A man walks in front of the Dome of the Rock in the compound known to Muslims as Noble Sanctuary and to Jews as Temple Mount in Jerusalem’s Old City, after Muslim clerics shut the doors of Al-Aqsa mosque and the Dome of the Rock until further notice as a precaution against coronavirus March 15, 2020. REUTERS/Ammar Awad/ File Photo / NTB scanpix
For the past few years, Palestinians have been waging a campaign to stop Jews from visiting Jerusalem’s Temple Mount/Noble Sanctuary, a place sacred to both Muslims and Jews. The Palestinian Authority, Hamas and other Palestinian groups continue to portray the visits as “violent incursions by extremist Jewish settlers,” even though many of the visitors are not extremists and do not live in settlements.

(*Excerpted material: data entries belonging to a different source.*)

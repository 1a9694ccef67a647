//! Role matcher: ranks catalog roles against a user's skills.
//!
//! Algorithm:
//! 1. skill_match = |user ∩ required| / |required|
//! 2. interest_match = 0.5 (placeholder)
//! 3. match_score = round((0.7 * skill_match + 0.3 * interest_match) * 100, 1)
//! 4. Stable sort by match_score descending, keep the top 5.

use std::collections::HashSet;
use std::sync::Arc;

use serde::{Deserialize, Serialize};
use tracing::debug;

use crate::catalog::CatalogStore;
use crate::errors::AppError;
use crate::matching::scoring::{
    compute_interest_match, compute_overall_match, compute_skill_match, to_match_score,
    ScoringWeights,
};
use crate::models::catalog::Role;

pub const TOP_MATCHES: usize = 5;

#[derive(Debug, Clone, PartialEq, Serialize, Deserialize)]
pub struct RoleMatch {
    pub title: String,
    pub description: String,
    pub avg_salary: i64,
    pub growth_rate: f64,
    pub match_score: f64, // 0 – 100, one decimal
    pub required_skills: Vec<String>,
}

#[derive(Clone)]
pub struct RoleMatcher {
    catalog: Arc<dyn CatalogStore>,
    weights: ScoringWeights,
}

impl RoleMatcher {
    pub fn new(catalog: Arc<dyn CatalogStore>) -> Self {
        Self {
            catalog,
            weights: ScoringWeights::default(),
        }
    }

    /// Returns up to five best-matching roles, best first.
    pub async fn match_roles(
        &self,
        skills: &[String],
        interests: &[String],
    ) -> Result<Vec<RoleMatch>, AppError> {
        let roles = self.catalog.list_roles().await?;
        debug!("Scoring {} roles against {} skills", roles.len(), skills.len());
        rank_roles(roles, skills, interests, &self.weights)
    }
}

/// Scores every role and keeps the top five. Equal scores keep catalog order.
pub fn rank_roles(
    roles: Vec<Role>,
    skills: &[String],
    interests: &[String],
    weights: &ScoringWeights,
) -> Result<Vec<RoleMatch>, AppError> {
    let user_skills: HashSet<&str> = skills.iter().map(String::as_str).collect();
    let interest_match = compute_interest_match(interests);

    let mut matches = Vec::with_capacity(roles.len());
    for role in roles {
        let skill_match = compute_skill_match(&user_skills, &role.required_skills).ok_or_else(|| {
            AppError::DataInvariant(format!("role '{}' has no required skills", role.title))
        })?;
        let overall = compute_overall_match(skill_match, interest_match, weights);

        matches.push(RoleMatch {
            title: role.title,
            description: role.description,
            avg_salary: role.avg_salary,
            growth_rate: role.growth_rate,
            match_score: to_match_score(overall),
            required_skills: role.required_skills,
        });
    }

    // sort_by is stable
    matches.sort_by(|a, b| b.match_score.total_cmp(&a.match_score));
    matches.truncate(TOP_MATCHES);
    Ok(matches)
}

The Temple Mount, where the First and Second Jewish Temples once stood, is the holiest place in the world for the Jewish people. The Palestinians, however, deny any Jewish historic and religious connection to the Temple Mount and harass Jews who, as tourists, visit the site.
The Palestinians are now saying that have a problem not only with Jews touring the Temple Mount, but with those who wish to pray inside a synagogue in an Arab country, namely the United Arab Emirates (UAE).
A multifaith complex that includes a synagogue is currently being built in Abu Dhabi, the capital of the UAE. “A church, mosque and synagogue will share a collective space for the first time, serving as a community for inter-religious dialogue and exchange, and nurturing the values of peaceful co-existence and acceptance among different beliefs, nationalities and cultures,” the committee overseeing construction of the complex said in a statement.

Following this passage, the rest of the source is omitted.